Google announced the Google for India Digitization Fund this week, through which the company will invest ₹75,000 crores ($10 billion) in India’s tech economy over the next five to seven years. The funds are intended to both expand Google’s in-house services offered in India and further entrench the US tech giant in the Indian startup economy through equity investments and partnerships. Business Insider Intelligence
It will also help Google ingratiate itself with the Indian government under Prime Minister Modi, who has championed a Digital India initiative to expand internet access within India and attract investment in the country’s tech sector. India is widely expected to experience the largest increase of any country in adding internet users over the coming years, as only half of the country’s 1.3 billion residents currently have internet access, per eMarketer estimates.
Rising geopolitical tensions have limited Chinese companies’ access to the Indian tech market, creating an opportunity for US firms such as Google to fill the void. As China challenges US global economic hegemony, the Indian tech market has become a key battleground. Indian tech startup funding from Chinese firms eventually surpassed that from US companies beginning in 2018, Asia News Network reported based on Tracxn data.
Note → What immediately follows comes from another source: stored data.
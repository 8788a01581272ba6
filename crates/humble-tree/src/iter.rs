//! Borrowing and owning iterators over a [`TreeMap`].
//!
//! The borrowing iterators walk the tree in order with an explicit stack of
//! pending ancestors, so no node needs a parent link.

#![allow(unsafe_code)]

use std::fmt;
use std::iter::FusedIterator;
use std::marker::PhantomData;
use std::ptr::NonNull;

use humble_core::ElementAllocator;

use crate::map::{Link, TreeMap, TreeNode};

/// In-order walk shared by [`Iter`] and [`IterMut`].
struct Path<K, V> {
    pending: Vec<NonNull<TreeNode<K, V>>>,
    remaining: usize,
}

impl<K, V> Path<K, V> {
    fn new(root: Link<K, V>, len: usize) -> Self {
        let mut path = Self {
            pending: Vec::new(),
            remaining: len,
        };
        path.descend_left(root);
        path
    }

    fn descend_left(&mut self, mut link: Link<K, V>) {
        while let Some(node) = link {
            self.pending.push(node);
            // SAFETY: the map outlives the walk and is not restructured
            // during it.
            link = unsafe { (*node.as_ptr()).left };
        }
    }

    fn advance(&mut self) -> Option<NonNull<TreeNode<K, V>>> {
        let node = self.pending.pop()?;
        // SAFETY: as `descend_left`.
        self.descend_left(unsafe { (*node.as_ptr()).right });
        self.remaining -= 1;
        Some(node)
    }
}

impl<K, V> Clone for Path<K, V> {
    fn clone(&self) -> Self {
        Self {
            pending: self.pending.clone(),
            remaining: self.remaining,
        }
    }
}

/// Shared iterator in ascending key order.
pub struct Iter<'a, K, V> {
    path: Path<K, V>,
    _map: PhantomData<&'a TreeNode<K, V>>,
}

impl<'a, K, V> Iter<'a, K, V> {
    pub(crate) fn new(root: Link<K, V>, len: usize) -> Self {
        Self {
            path: Path::new(root, len),
            _map: PhantomData,
        }
    }
}

impl<'a, K, V> Iterator for Iter<'a, K, V> {
    type Item = (&'a K, &'a V);

    fn next(&mut self) -> Option<(&'a K, &'a V)> {
        let node = self.path.advance()?;
        // SAFETY: the map is borrowed for `'a`, so its nodes stay live and
        // are not mutated.
        let node = unsafe { &*node.as_ptr() };
        Some((&node.key, &node.value))
    }

    fn size_hint(&self) -> (usize, Option<usize>) {
        (self.path.remaining, Some(self.path.remaining))
    }
}

impl<K, V> ExactSizeIterator for Iter<'_, K, V> {}
impl<K, V> FusedIterator for Iter<'_, K, V> {}

// SAFETY: behaves like `(&'a K, &'a V)` for every yielded entry.
unsafe impl<K: Sync, V: Sync> Send for Iter<'_, K, V> {}
unsafe impl<K: Sync, V: Sync> Sync for Iter<'_, K, V> {}

impl<K, V> Clone for Iter<'_, K, V> {
    fn clone(&self) -> Self {
        Self {
            path: self.path.clone(),
            _map: PhantomData,
        }
    }
}

impl<K: fmt::Debug, V: fmt::Debug> fmt::Debug for Iter<'_, K, V> {
    fn fmt(&self, f: &mut fmt::Formatter<'_>) -> fmt::Result {
        f.debug_list().entries(self.clone()).finish()
    }
}

/// Iterator in ascending key order with mutable access to values.
pub struct IterMut<'a, K, V> {
    path: Path<K, V>,
    _map: PhantomData<&'a mut TreeNode<K, V>>,
}

impl<'a, K, V> IterMut<'a, K, V> {
    pub(crate) fn new(root: Link<K, V>, len: usize) -> Self {
        Self {
            path: Path::new(root, len),
            _map: PhantomData,
        }
    }
}

impl<'a, K, V> Iterator for IterMut<'a, K, V> {
    type Item = (&'a K, &'a mut V);

    fn next(&mut self) -> Option<(&'a K, &'a mut V)> {
        // The walk reads the node's links before its value is handed out.
        let node = self.path.advance()?;
        // SAFETY: the map is mutably borrowed for `'a` and each node is
        // yielded at most once.
        let node = unsafe { &mut *node.as_ptr() };
        Some((&node.key, &mut node.value))
    }

    fn size_hint(&self) -> (usize, Option<usize>) {
        (self.path.remaining, Some(self.path.remaining))
    }
}

impl<K, V> ExactSizeIterator for IterMut<'_, K, V> {}
impl<K, V> FusedIterator for IterMut<'_, K, V> {}

// SAFETY: behaves like `(&'a K, &'a mut V)` for every yielded entry.
unsafe impl<K: Sync, V: Send> Send for IterMut<'_, K, V> {}
unsafe impl<K: Sync, V: Sync> Sync for IterMut<'_, K, V> {}

/// Keys in ascending order.
pub struct Keys<'a, K, V> {
    inner: Iter<'a, K, V>,
}

impl<K, V> Clone for Keys<'_, K, V> {
    fn clone(&self) -> Self {
        Self {
            inner: self.inner.clone(),
        }
    }
}

impl<'a, K, V> Keys<'a, K, V> {
    pub(crate) fn new(inner: Iter<'a, K, V>) -> Self {
        Self { inner }
    }
}

impl<'a, K, V> Iterator for Keys<'a, K, V> {
    type Item = &'a K;

    fn next(&mut self) -> Option<&'a K> {
        self.inner.next().map(|(key, _)| key)
    }

    fn size_hint(&self) -> (usize, Option<usize>) {
        self.inner.size_hint()
    }
}

impl<K, V> ExactSizeIterator for Keys<'_, K, V> {}
impl<K, V> FusedIterator for Keys<'_, K, V> {}

/// Values in ascending key order.
pub struct Values<'a, K, V> {
    inner: Iter<'a, K, V>,
}

impl<K, V> Clone for Values<'_, K, V> {
    fn clone(&self) -> Self {
        Self {
            inner: self.inner.clone(),
        }
    }
}

impl<'a, K, V> Values<'a, K, V> {
    pub(crate) fn new(inner: Iter<'a, K, V>) -> Self {
        Self { inner }
    }
}

impl<'a, K, V> Iterator for Values<'a, K, V> {
    type Item = &'a V;

    fn next(&mut self) -> Option<&'a V> {
        self.inner.next().map(|(_, value)| value)
    }

    fn size_hint(&self) -> (usize, Option<usize>) {
        self.inner.size_hint()
    }
}

impl<K, V> ExactSizeIterator for Values<'_, K, V> {}
impl<K, V> FusedIterator for Values<'_, K, V> {}

/// Owning iterator in ascending key order; each entry is moved out and its
/// node returned to the allocator as it is yielded.
pub struct IntoIter<K, V, A: ElementAllocator<(K, V)>> {
    map: TreeMap<K, V, A>,
}

impl<K, V, A: ElementAllocator<(K, V)>> IntoIter<K, V, A> {
    pub(crate) fn new(map: TreeMap<K, V, A>) -> Self {
        Self { map }
    }
}

impl<K, V, A: ElementAllocator<(K, V)>> Iterator for IntoIter<K, V, A> {
    type Item = (K, V);

    fn next(&mut self) -> Option<(K, V)> {
        self.map.pop_first()
    }

    fn size_hint(&self) -> (usize, Option<usize>) {
        (self.map.len(), Some(self.map.len()))
    }
}

impl<K, V, A: ElementAllocator<(K, V)>> DoubleEndedIterator for IntoIter<K, V, A> {
    fn next_back(&mut self) -> Option<(K, V)> {
        self.map.pop_last()
    }
}

impl<K, V, A: ElementAllocator<(K, V)>> ExactSizeIterator for IntoIter<K, V, A> {}
impl<K, V, A: ElementAllocator<(K, V)>> FusedIterator for IntoIter<K, V, A> {}

impl<K: fmt::Debug, V: fmt::Debug, A: ElementAllocator<(K, V)>> fmt::Debug for IntoIter<K, V, A> {
    fn fmt(&self, f: &mut fmt::Formatter<'_>) -> fmt::Result {
        f.debug_tuple("IntoIter").field(&self.map).finish()
    }
}
//! General-purpose heap allocator implementing the container contract.
//!
//! [`HeapAllocator<T>`] forwards every request to the global allocator. It
//! is the default allocator of the containers in this workspace and the
//! baseline the block allocator is benchmarked against.

#![allow(unsafe_code)]

use std::alloc::{self, Layout};
use std::fmt;
use std::marker::PhantomData;
use std::mem;
use std::ptr::NonNull;

use humble_core::{AllocError, ElementAllocator};

/// Stateless allocator over the global heap.
pub struct HeapAllocator<T> {
    _marker: PhantomData<fn() -> T>,
}

impl<T> HeapAllocator<T> {
    /// A new handle. All handles are interchangeable.
    pub const fn new() -> Self {
        Self {
            _marker: PhantomData,
        }
    }
}

impl<T> Default for HeapAllocator<T> {
    fn default() -> Self {
        Self::new()
    }
}

impl<T> Clone for HeapAllocator<T> {
    fn clone(&self) -> Self {
        Self::new()
    }
}

impl<T> fmt::Debug for HeapAllocator<T> {
    fn fmt(&self, f: &mut fmt::Formatter<'_>) -> fmt::Result {
        f.write_str("HeapAllocator")
    }
}

/// Heap handles of one element type always compare equal: storage from
/// any of them can be released through any other.
impl<T> PartialEq for HeapAllocator<T> {
    fn eq(&self, _other: &Self) -> bool {
        true
    }
}

impl<T> Eq for HeapAllocator<T> {}

// SAFETY: storage comes from the global allocator with `Layout::array::<T>`,
// which is aligned for `T` and never overlaps other live allocations.
unsafe impl<T> ElementAllocator<T> for HeapAllocator<T> {
    type Rebind<U> = HeapAllocator<U>;

    fn allocate(&mut self, n: usize) -> Result<NonNull<T>, AllocError> {
        let layout = Layout::array::<T>(n).map_err(|_| AllocError::OutOfMemory {
            requested: usize::MAX,
            available: 0,
        })?;
        if layout.size() == 0 {
            return Ok(NonNull::dangling());
        }
        // SAFETY: `layout` has a non-zero size.
        let raw = unsafe { alloc::alloc(layout) };
        NonNull::new(raw.cast::<T>()).ok_or(AllocError::OutOfMemory {
            requested: layout.size(),
            available: 0,
        })
    }

    unsafe fn deallocate(&mut self, ptr: NonNull<T>, n: usize) -> Result<(), AllocError> {
        let layout = Layout::array::<T>(n).map_err(|_| AllocError::OutOfRange {
            address: ptr.as_ptr() as usize,
            len: usize::MAX,
        })?;
        if layout.size() > 0 {
            // SAFETY: caller guarantees `ptr` came from `allocate(n)`, which
            // used this same layout.
            unsafe { alloc::dealloc(ptr.as_ptr().cast(), layout) };
        }
        Ok(())
    }

    fn max_size(&self) -> usize {
        isize::MAX as usize / mem::size_of::<T>().max(1)
    }

    fn rebind<U>(&self) -> HeapAllocator<U> {
        HeapAllocator::new()
    }
}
But rising geopolitical tensions between India and China have disrupted this investment pipeline: In April 2020, for instance, the Indian government mandated that Chinese companies receive explicit permission before they could invest in Indian companies. And following a lethal border dispute between India and China, the Indian government instituted a ban against prominent Chinese apps including TikTok and WeChat.
These moves by the Indian government insulate US firms from competition within the Indian market, creating a more attractive investment opportunity. US investment in the Indian tech sector has skyrocketed in recent months. Jio — the Indian wireless carrier with ambitions to expand e-commerce, gaming, and payments services in India — has been responsible for a large portion of this activity, raising over $15.7 billion, most of which has come from US companies such as Facebook, Intel, and Silver Lake Partners.
Sequoia and now Google is upping their venture capital funds targeting the Indian tech sector, meaning a greater portion of profits generated by Indian startups will go toward US-based investors. This flurry of activity raises questions as to what development path India will take — China was able to develop its own domestic tech titans because it instated protectionist policies, limiting the ability of established tech companies like Google and Apple to operate in the market.
Prime Minister Modi has taken small steps toward pursuing this strategy under the Self-Reliant India Scheme, which imposes tariffs on some tech imports and subsidizes local competitors. The surge in US investment may spur India to bolster this policy, however, in a bid to retain a greater share of the profits from mass digitization.